An Bord sind de facto zwei Antriebe. Wird das Auto da nicht schwer?
Das liegt in der Natur der Sache. Der S90 wiegt als Plug-in Hybrid knapp 2100 Kilo, rund 200 Kilo mehr als die Dieselmodelle.
Was bedeutet das für das Fahrverhalten?
Man muss den S90 nehmen wie er ist: Als wunderbaren Gleiter mit fast geräuschlosem Anrieb, luftgefederter Flauschigkeit und phänomenaler Geräuschdämmung. Es gibt wenige Autos, die auf der Autobahn so entspannend sind.

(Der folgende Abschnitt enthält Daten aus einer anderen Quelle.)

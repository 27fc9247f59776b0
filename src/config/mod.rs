#[cfg(feature = "cli")]
pub mod cli;
pub mod toml_config;

#[cfg(feature = "cli")]
pub use cli::{CliConfig, Command};
pub use toml_config::AppConfig;
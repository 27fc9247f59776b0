pub mod adapters;
#[cfg(feature = "cli")]
pub mod app;
pub mod config;
pub mod core;
pub mod domain;
pub mod utils;

#[cfg(feature = "cli")]
pub use config::CliConfig;

pub use adapters::{local_store::LocalStore, memory_store::MemoryStore};
pub use config::AppConfig;
pub use core::calculator::{AgeCalculator, FormInput};
pub use domain::model::{AgeRecord, AgeReport, Locale, Preferences, SizeCategory};
pub use utils::error::{PetAgeError, Result};
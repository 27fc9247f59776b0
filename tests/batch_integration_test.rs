use anyhow::Result;
use chrono::{TimeZone, Utc};
use pet_age::app;
use pet_age::config::Command;
use pet_age::core::batch::{convert_csv, BatchSummary};
use pet_age::core::report::OutputFormat;
use pet_age::{AppConfig, LocalStore, Locale, Preferences};
use std::fs::File;
use std::io::{BufReader, BufWriter};
use tempfile::TempDir;

const PETS_CSV: &str = "name,birth_date,size\n\
                        Old Timer,2006-01-01,small\n\
                        Puppy,2024-07-01,medium\n\
                        Mystery,not-a-date,large\n";

#[test]
fn test_batch_file_to_file() -> Result<()> {
    let temp_dir = TempDir::new()?;
    let input_path = temp_dir.path().join("pets.csv");
    let output_path = temp_dir.path().join("ages.csv");
    std::fs::write(&input_path, PETS_CSV)?;

    let now = Utc.with_ymd_and_hms(2024, 1, 1, 0, 0, 0).unwrap();

    let summary = {
        let reader = BufReader::new(File::open(&input_path)?);
        let writer = BufWriter::new(File::create(&output_path)?);
        convert_csv(reader, writer, &now, Locale::En)?
    };
    assert_eq!(summary, BatchSummary { converted: 1, failed: 2 });

    let mut reader = csv::Reader::from_path(&output_path)?;
    let rows: Vec<csv::StringRecord> = reader.records().collect::<std::result::Result<_, _>>()?;
    assert_eq!(rows.len(), 3);

    // 2006-01-01 → 2024-01-01 is 18.0 years, extrapolated past the table
    assert_eq!(&rows[0][3], "18.0");
    assert_eq!(&rows[0][4], "88.0");
    assert_eq!(&rows[0][5], "");

    assert_eq!(&rows[1][3], "");
    assert!(rows[1][5].contains("future"));
    assert!(rows[2][5].contains("not-a-date"));
    Ok(())
}

#[test]
fn test_batch_errors_follow_locale() -> Result<()> {
    let now = Utc.with_ymd_and_hms(2024, 1, 1, 0, 0, 0).unwrap();
    let mut output = Vec::new();

    convert_csv(PETS_CSV.as_bytes(), &mut output, &now, Locale::ZhTw)?;

    let text = String::from_utf8(output)?;
    assert!(text.contains("出生日期不能在未來。"));
    assert!(text.contains("「not-a-date」不是有效的出生日期。"));
    Ok(())
}

/// 批次轉換不可改動已儲存的偏好設定
#[test]
fn test_batch_command_leaves_saved_preferences_untouched() -> Result<()> {
    let temp_dir = TempDir::new()?;
    let store_path = temp_dir.path().join("prefs.toml");
    let input_path = temp_dir.path().join("pets.csv");
    std::fs::write(&input_path, PETS_CSV)?;

    let saved = Preferences {
        birth: Some("2019-03-10".to_string()),
        size: Some("large".to_string()),
    };
    saved.save(&LocalStore::new(&store_path))?;
    let before = std::fs::read(&store_path)?;

    let command = Command::Batch {
        input: input_path,
        output: None,
        as_of: chrono::NaiveDate::from_ymd_opt(2024, 1, 1),
    };
    let mut config = AppConfig::default();
    config.storage.path = store_path.to_string_lossy().into_owned();
    config.display.format = OutputFormat::Text;

    let mut stdout = Vec::new();
    app::execute(Some(&command), &config, LocalStore::new(&store_path), &mut stdout)?;

    let csv_out = String::from_utf8(stdout)?;
    assert!(csv_out.starts_with("name,birth_date,size,chronological_years,human_years,error\n"));
    assert!(csv_out.contains("Old Timer,2006-01-01,small,18.0,88.0,"));

    assert_eq!(std::fs::read(&store_path)?, before);
    assert_eq!(Preferences::load(&LocalStore::new(&store_path))?, saved);
    Ok(())
}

Auf kurvigen Straßen ist aber Zurückhaltung angesagt, das ist klar.
Wie lange muss man die Batterien laden und wie lange kann man elektrisch fahren?

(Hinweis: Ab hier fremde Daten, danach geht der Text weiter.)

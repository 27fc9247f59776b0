use crate::config::toml_config::AppConfig;
use crate::core::report::OutputFormat;
use crate::domain::model::{Locale, SizeCategory};
use crate::utils::error::Result;
use crate::utils::validation::Validate;
use chrono::NaiveDate;
use clap::{Parser, Subcommand};
use std::path::PathBuf;

#[derive(Debug, Clone, Parser)]
#[command(name = "pet-age")]
#[command(about = "Convert a pet's age into human-equivalent years")]
pub struct CliConfig {
    /// Path to TOML configuration file (defaults to ./pet-age.toml if present)
    #[arg(long, global = true)]
    pub config: Option<PathBuf>,

    /// Preference file holding the last submitted input
    #[arg(long, global = true)]
    pub store: Option<String>,

    #[arg(long, global = true, value_enum)]
    pub locale: Option<Locale>,

    #[arg(long, global = true, value_enum)]
    pub format: Option<OutputFormat>,

    /// Enable verbose output
    #[arg(short, long, global = true)]
    pub verbose: bool,

    #[command(subcommand)]
    pub command: Option<Command>,
}

#[derive(Debug, Clone, Subcommand)]
pub enum Command {
    /// Calculate ages and remember the input
    Calc {
        /// Birth date, YYYY-MM-DD
        #[arg(long)]
        birth: Option<String>,

        #[arg(long, value_enum)]
        size: Option<SizeCategory>,

        /// Compute as of this date instead of now
        #[arg(long)]
        as_of: Option<NaiveDate>,
    },
    /// Recompute the last remembered input
    Show {
        #[arg(long)]
        as_of: Option<NaiveDate>,
    },
    /// Forget the remembered input
    Clear,
    /// Print the lookup table
    Table {
        #[arg(long, value_enum)]
        size: Option<SizeCategory>,
    },
    /// Convert a CSV of name,birth_date,size rows
    Batch {
        #[arg(long)]
        input: PathBuf,

        /// Output CSV (stdout when omitted)
        #[arg(long)]
        output: Option<PathBuf>,

        #[arg(long)]
        as_of: Option<NaiveDate>,
    },
}

impl CliConfig {
    /// 讀取配置檔，再套用命令列覆蓋設定
    pub fn resolve(&self) -> Result<AppConfig> {
        let mut config = AppConfig::load(self.config.as_deref())?;

        if let Some(store) = &self.store {
            config.storage.path = store.clone();
        }
        if let Some(locale) = self.locale {
            config.display.locale = locale;
        }
        if let Some(format) = self.format {
            config.display.format = format;
        }

        config.validate()?;
        Ok(config)
    }
}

Wir haben zuhause an der normalen Steckdose sieben, acht Stunden und an der Wallbox knapp drei Stunden geladen, bis wir volle Batterien hatten. Damit sind wir dann rein elektrisch 30 bis 35 Kilometer weit gekommen, hauptsächlich im Stadtverkehr.
Fühlt sich das Auto dann wie ein echtes Elektroauto an?
Mit Abstrichen ja. Wenn man das Gaspedal zu sehr durchdrückt, schaltet sich der Benziner zu. Im städtischen Alltag hat man dazu aber ohnehin keine Gelegenheit, sodass wir oft den ganzen Tag rein elektrisch durch die Stadt geglitten sind, vollkommen ohne Benzinverbrauch.
Wie schaut es mit dem Verbrauch aus, wenn der Verbrennungsmotor mitarbeitet? Und wie fühlt sich das an, der Benziner ist ja nicht gerade schwach …
In den Sitz gedrückt wird man nicht wirklich, dafür ist das Auto zu schwer, supersouverän sind die Fahrleistungen des Schweden aber allemal. Die Kraft entfaltet sich zwar nicht seidenweich wie bei einem V8, aber die Abstimmung zwischen Vierzylinder-Benziner und Elektroantrieb klappt immer ganz gut. Fährt man in der Stadt im Hybridmodus, braucht man vier, fünf Liter, machmal etwas mehr. Auf der Autobahn sind es rund sieben Liter. Deutlich mehr werden es nur auf kurvigen und hügeligen Landstraßen, wenn die Batterien leergefahren sind. Diese kann man zwar auch mit dem Verbrennungsmotor aufladen, aber das ist nicht wirtschaftlich.
Okay, sprechen wir Klartext. Funktioniert die Twin-Engine-Taktik des Volvos oder nicht?
Fakt ist: Die Plug-in-Hybrid-Technik ist nicht anpassungsfähig, sie will genau so verwendet werden wie vorgesehen. Wer also Zuhause oder am Arbeitsplatz eine Steckdose plus sieben Stunden Ladezeit verfügbar hat, und sich anschließend im realistischen elektrischen Radius von rund 30 Kilometern bewegt, wird weitgehend elektrisch fahren. Für Urlaube und Wochenendtrips bekommt er ein phänomenal gutes Reiseauto mit vernünftigem Benzinverbrauch dazu. Weicht der eigene Lifestyle allerdings von diesem Modell ab, wird es komplizierter: manchmal macht Plug-in Hybrid aufgrund er niedrigen Steuern trotzdem Sinn, im Falle des Volvo ist allerdings der Nettopreis recht hoch. In der Zukunft werden wir aber sicher mehr Plug-in Hybride sehen – spätestens wenn die Batterien stärker werden oder die ersten Bürgermeister einen Türsteher postieren, der einen nur mit Elektroantrieb in die Innenstadt durchlässt.